St. Paul, Minn.: Hi Anne -- thanks for chatting today and for your excellent recent reporting on Gov. Palin. The McCain campaign has been amazingly successful at deflecting questions about where they stand on issues and on Gov. Palin's inconsistent statements, and are turning the election into a referendum on who said what about lipstick. As a voter I find this extremely frustrating and demoralizing, but it doesn't seem to show any sign of abating. Is this strategy likely to continue to work? The thought of six more weeks of this type of pitched battle is more than I can bear.

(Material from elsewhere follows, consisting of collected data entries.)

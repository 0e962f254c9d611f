//! Signed proofs for the crev web of trust.
//!
//! A proof is an immutable, dated statement issued by an identity: either
//! trust in other identities or a review of a package's content. Proofs are
//! rendered as YAML, signed with Ed25519 over the exact content bytes and
//! wrapped in a text envelope:
//!
//! ```text
//! ----- BEGIN CREV PROOF -----
//! <content>
//! ----- SIGN CREV PROOF -----
//! <base64url signature>
//! ----- END CREV PROOF -----
//! ```
//!
//! # Verification Rules
//!
//! - A proof is verified against the key in its own `from` field
//! - One bad signature rejects the whole containing document

pub mod envelope;
pub mod error;
pub mod proof;
pub mod repo;

pub use envelope::{parse, parse_and_verify, parse_and_verify_kind, serialize, RawProof};
pub use error::{ProofError, ProofResult};
pub use proof::{
    PackageInfo, PackageRef, PackageReviewBody, Proof, ProofBody, ProofHeader, ProofKind,
    ReviewInfo, SignedProof, TrustBody, PROOF_FORMAT_VERSION,
};
pub use repo::{
    load_document, load_repo_proofs, proof_file_path, sanitize_url_for_fs, write_proof,
    PROOF_FILE_SUFFIX,
};
//! Proof database: the trust graph plus the package review index.

use serde::Serialize;
use std::collections::HashMap;
use std::fs;
use std::path::{Path, PathBuf};
use std::sync::Arc;

use crev_core::PublicId;
use crev_proof::{load_repo_proofs, parse_and_verify, PackageInfo, Proof, ProofBody, ProofKind};

use crate::graph::{TrustEdge, TrustGraph};
use crate::{GraphError, GraphResult};

#[derive(Debug, Clone, Copy, PartialEq, Eq, Serialize)]
#[serde(rename_all = "lowercase")]
pub enum VerificationStatus {
    Pass,
    Fail,
    None,
}

/// Verdict on a package digest from the point of view of one identity.
#[derive(Debug, Clone, Copy, PartialEq, Eq, Serialize)]
#[serde(rename_all = "camelCase")]
pub struct Verification {
    pub status: VerificationStatus,
    /// Reviews by trusted issuers only
    pub review_count: usize,
}

/// A repository that could not be loaded.
#[derive(Debug)]
pub struct RepoFailure {
    pub path: PathBuf,
    pub error: GraphError,
}

/// Proofs of one repository, verified but not yet ingested.
#[derive(Debug)]
struct RepoProofs {
    reviews: Vec<Proof>,
    trust: Vec<Proof>,
}

impl RepoProofs {
    fn read(repo_dir: &Path) -> GraphResult<Self> {
        Ok(Self {
            reviews: load_repo_proofs(repo_dir, ProofKind::PackageReview)?,
            trust: load_repo_proofs(repo_dir, ProofKind::Trust)?,
        })
    }

    fn len(&self) -> usize {
        self.reviews.len() + self.trust.len()
    }
}

/// In-memory web of trust, rebuilt from proof files on every run.
#[derive(Debug, Default)]
pub struct ProofDatabase {
    graph: TrustGraph,
    /// digest -> first package seen with that digest
    packages: HashMap<String, PackageInfo>,
    /// digest -> reviews of that digest
    reviews: HashMap<String, Vec<Arc<Proof>>>,
}

impl ProofDatabase {
    pub fn new() -> Self {
        Self::default()
    }

    /// Ingest a proof that has already been verified.
    pub fn add_proof(&mut self, proof: Proof) {
        let proof = Arc::new(proof);
        self.graph.add_node(proof.issuer());
        match &proof.body {
            ProofBody::PackageReview(body) => {
                let digest = &body.package.digest;
                self.packages
                    .entry(digest.clone())
                    .or_insert_with(|| body.package.clone());
                self.reviews
                    .entry(digest.clone())
                    .or_default()
                    .push(Arc::clone(&proof));
            }
            ProofBody::Trust(body) => {
                for target in &body.ids {
                    self.graph.add_node(target);
                    self.graph.add_edge(
                        &proof.issuer().id,
                        &target.id,
                        TrustEdge {
                            level: body.trust,
                            date: proof.date(),
                            proof: Arc::clone(&proof),
                        },
                    );
                }
            }
        }
    }

    pub fn add_proofs(&mut self, proofs: impl IntoIterator<Item = Proof>) {
        for proof in proofs {
            self.add_proof(proof);
        }
    }

    /// Parse, verify and ingest one document.
    ///
    /// Nothing is ingested if any proof in the document fails; the caller
    /// decides whether to skip the source or abort. Returns the number of
    /// proofs added.
    pub fn load_document(&mut self, document: &str) -> GraphResult<usize> {
        let proofs = parse_and_verify(document)?;
        let count = proofs.len();
        self.add_proofs(proofs);
        Ok(count)
    }

    /// Load every proof in one repository checkout.
    pub fn load_repo(&mut self, repo_dir: &Path) -> GraphResult<usize> {
        let proofs = RepoProofs::read(repo_dir)?;
        let count = proofs.len();
        self.ingest(proofs);
        tracing::info!(repo = %repo_dir.display(), proofs = count, "loaded proof repository");
        Ok(count)
    }

    /// Load every repository under `cache_dir` (one per subfolder).
    ///
    /// Repositories that fail to load are skipped and reported.
    pub fn load_cache(&mut self, cache_dir: &Path) -> GraphResult<Vec<RepoFailure>> {
        let mut failures = Vec::new();
        for repo_dir in repo_dirs(cache_dir)? {
            if let Err(error) = self.load_repo(&repo_dir) {
                tracing::warn!(repo = %repo_dir.display(), error = %error, "skipping proof repository");
                failures.push(RepoFailure {
                    path: repo_dir,
                    error,
                });
            }
        }
        Ok(failures)
    }

    /// Parse and verify repositories in parallel on the blocking pool, then
    /// ingest them one at a time in the order given.
    ///
    /// Ingestion is serial so the latest-date rule for trust edges sees the
    /// same sequence of proofs as a sequential load.
    pub async fn load_repos_concurrently(&mut self, repo_dirs: Vec<PathBuf>) -> Vec<RepoFailure> {
        let tasks: Vec<_> = repo_dirs
            .into_iter()
            .map(|dir| {
                let task_dir = dir.clone();
                (dir, tokio::task::spawn_blocking(move || RepoProofs::read(&task_dir)))
            })
            .collect();

        let mut failures = Vec::new();
        for (dir, task) in tasks {
            let result = match task.await {
                Ok(result) => result,
                Err(join_error) => Err(join_error.into()),
            };
            match result {
                Ok(proofs) => {
                    tracing::debug!(repo = %dir.display(), proofs = proofs.len(), "ingesting repository");
                    self.ingest(proofs);
                }
                Err(error) => {
                    tracing::warn!(repo = %dir.display(), error = %error, "skipping proof repository");
                    failures.push(RepoFailure { path: dir, error });
                }
            }
        }
        failures
    }

    fn ingest(&mut self, proofs: RepoProofs) {
        self.add_proofs(proofs.reviews);
        self.add_proofs(proofs.trust);
    }

    /// Verdict on `digest` for `self_id`.
    ///
    /// Only reviews whose issuer is reachable from `self_id` count; an
    /// identity always trusts itself. Any trusted negative or dangerous
    /// review fails the package, otherwise any trusted positive or strong
    /// review passes it.
    pub fn verify(&self, self_id: &str, digest: &str) -> Verification {
        let Some(reviews) = self.reviews.get(digest) else {
            return Verification {
                status: VerificationStatus::None,
                review_count: 0,
            };
        };

        let trusted_ids = self.graph.reachable_from(self_id);
        let ratings: Vec<_> = reviews
            .iter()
            .filter(|proof| trusted_ids.contains(&proof.issuer().id))
            .filter_map(|proof| proof.as_package_review())
            .map(|body| body.review.rating)
            .collect();

        let status = if ratings.iter().any(|rating| rating.is_failing()) {
            VerificationStatus::Fail
        } else if ratings.iter().any(|rating| rating.is_passing()) {
            VerificationStatus::Pass
        } else {
            VerificationStatus::None
        };
        tracing::debug!(
            digest,
            reviews = reviews.len(),
            trusted = ratings.len(),
            ?status,
            "verified package"
        );

        Verification {
            status,
            review_count: ratings.len(),
        }
    }

    /// Every known identity, ordered by id.
    pub fn list_identities(&self) -> Vec<&PublicId> {
        let mut ids: Vec<_> = self.graph.nodes().collect();
        ids.sort_by(|a, b| a.id.cmp(&b.id));
        ids
    }

    pub fn identity(&self, id: &str) -> Option<&PublicId> {
        self.graph.node(id)
    }

    pub fn package(&self, digest: &str) -> Option<&PackageInfo> {
        self.packages.get(digest)
    }

    pub fn reviews(&self, digest: &str) -> &[Arc<Proof>] {
        self.reviews.get(digest).map(Vec::as_slice).unwrap_or(&[])
    }

    pub fn edge(&self, source: &str, target: &str) -> Option<&TrustEdge> {
        self.graph.edge(source, target)
    }

    pub fn graph(&self) -> &TrustGraph {
        &self.graph
    }
}

fn repo_dirs(cache_dir: &Path) -> GraphResult<Vec<PathBuf>> {
    let mut dirs = Vec::new();
    for entry in fs::read_dir(cache_dir)? {
        let entry = entry?;
        if entry.file_type()?.is_dir() {
            dirs.push(entry.path());
        }
    }
    dirs.sort();
    Ok(dirs)
}
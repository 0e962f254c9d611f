//! End-to-end tests across identities, proofs and the trust graph.
//!
//! Each scenario works on a temporary directory laid out like a real crev
//! installation: sealed identities under the config dir, proofs written
//! into per-identity repositories, and a cache of fetched repositories
//! loaded into a fresh proof database.

pub mod test_utils;

#[cfg(test)]
mod identity_lifecycle_tests;

#[cfg(test)]
mod web_of_trust_tests;
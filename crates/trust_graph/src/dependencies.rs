//! Verification of a project's installed dependencies.

use std::path::Path;

use crev_crypto::{recursive_digest, Digest};

use crate::db::{ProofDatabase, Verification};
use crate::lockfile::{Dependency, DependencyKind};
use crate::{GraphError, GraphResult};

/// Verdict for one installed dependency.
#[derive(Debug, Clone, PartialEq, Eq)]
pub struct DependencyStatus {
    pub name: String,
    pub version: String,
    pub kind: DependencyKind,
    pub digest: Digest,
    pub verification: Verification,
}

/// Digest each dependency under `modules_dir/<name>` and verify it for
/// `self_id`.
///
/// A dependency that is not installed yields
/// [`GraphError::PackageNotFound`].
pub fn verify_dependencies(
    db: &ProofDatabase,
    self_id: &str,
    dependencies: &[Dependency],
    modules_dir: &Path,
) -> GraphResult<Vec<DependencyStatus>> {
    dependencies
        .iter()
        .map(|dependency| {
            let path = modules_dir.join(&dependency.name);
            if !path.is_dir() {
                return Err(GraphError::PackageNotFound {
                    name: dependency.name.clone(),
                    path,
                });
            }
            let digest = recursive_digest(&path)?;
            let verification = db.verify(self_id, &digest.to_base64());
            tracing::debug!(
                name = %dependency.name,
                digest = %digest,
                status = ?verification.status,
                "verified dependency"
            );
            Ok(DependencyStatus {
                name: dependency.name.clone(),
                version: dependency.version.clone(),
                kind: dependency.kind,
                digest,
                verification,
            })
        })
        .collect()
}

#[cfg(test)]
mod tests {
    use super::*;
    use crate::db::VerificationStatus;
    use crev_core::{Level, Rating, TrustLevel};
    use crev_identity::UnsealedId;
    use crev_proof::{PackageInfo, Proof, ReviewInfo};
    use std::fs;

    fn install(modules: &Path, name: &str, source: &str) {
        let dir = modules.join(name);
        fs::create_dir_all(&dir).unwrap();
        fs::write(dir.join("index.js"), source).unwrap();
        fs::write(dir.join("package.json"), format!("{{\"name\":\"{}\"}}", name)).unwrap();
    }

    fn dependency(name: &str) -> Dependency {
        Dependency {
            name: name.to_string(),
            version: "1.0.0".to_string(),
            kind: DependencyKind::Normal,
        }
    }

    #[test]
    fn test_verify_installed_dependencies() {
        let modules = tempfile::tempdir().unwrap();
        install(modules.path(), "left-pad", "module.exports = pad;");
        install(modules.path(), "@scope/util", "module.exports = {};");

        let me = UnsealedId::generate("https://example.com/me");
        let reviewer = UnsealedId::generate("https://example.com/reviewer");
        let digest = recursive_digest(modules.path().join("left-pad")).unwrap();

        let mut db = ProofDatabase::new();
        db.add_proof(Proof::trust(
            me.public_id(),
            vec![reviewer.public_id()],
            TrustLevel::Medium,
        ));
        db.add_proof(Proof::package_review(
            reviewer.public_id(),
            PackageInfo::new("https://npmjs.org", "left-pad", "1.0.0", digest.to_base64()),
            ReviewInfo {
                thoroughness: Level::Low,
                understanding: Level::Low,
                rating: Rating::Positive,
            },
        ));

        let statuses = verify_dependencies(
            &db,
            &me.id(),
            &[dependency("left-pad"), dependency("@scope/util")],
            modules.path(),
        )
        .unwrap();
        assert_eq!(statuses.len(), 2);
        assert_eq!(statuses[0].digest, digest);
        assert_eq!(statuses[0].verification.status, VerificationStatus::Pass);
        assert_eq!(statuses[0].verification.review_count, 1);
        assert_eq!(statuses[1].verification.status, VerificationStatus::None);
    }

    #[test]
    fn test_missing_package_directory() {
        let modules = tempfile::tempdir().unwrap();
        let db = ProofDatabase::new();
        let err = verify_dependencies(&db, "me", &[dependency("absent")], modules.path())
            .unwrap_err();
        assert!(matches!(err, GraphError::PackageNotFound { name, .. } if name == "absent"));
    }
}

Anne E. Kornblut: If you will look at the most recently released Washington Post poll, you'll see an interesting number -- Obama does well among voters who care most about the issues, while McCain does better among voters who are focused on personal stories and personality. (Points to our polling division for noting this to us reporters today). In that context, the conference calls and the attention the McCain campaign is trying to draw to the lipstick question is understandable.
Hampton Cove, Ala.: I am watching Barack Obama attack John McCain and Sarah Palin in a public school in Norfolk during school hours. Yet, your newspaper ran a headline story that McCain is not allowed to hold a rally in a Fairfax County high school because it is wrong to use public schools for political purposes. As you find nothing Obama does is wrong, do you think Obama might be slightly less right for using a public school to attack his opponents?
washingtonpost.com: McCain Rally Moves to Park As School Debate Continues (Post, Sept. 10)
Anne E. Kornblut: This is a good question, and it was just raised here at this rally in Fairfax by one of the introductory speakers. I do know that when I was covering Hillary Clinton, she held a rally at a local school in Virginia as well. Our Metro staff has (as you know) been all over this story, so I'll make sure they're aware of it, also. My gut tells me it's a local school-by-school issue, but don't quote me on that -- I just don't know.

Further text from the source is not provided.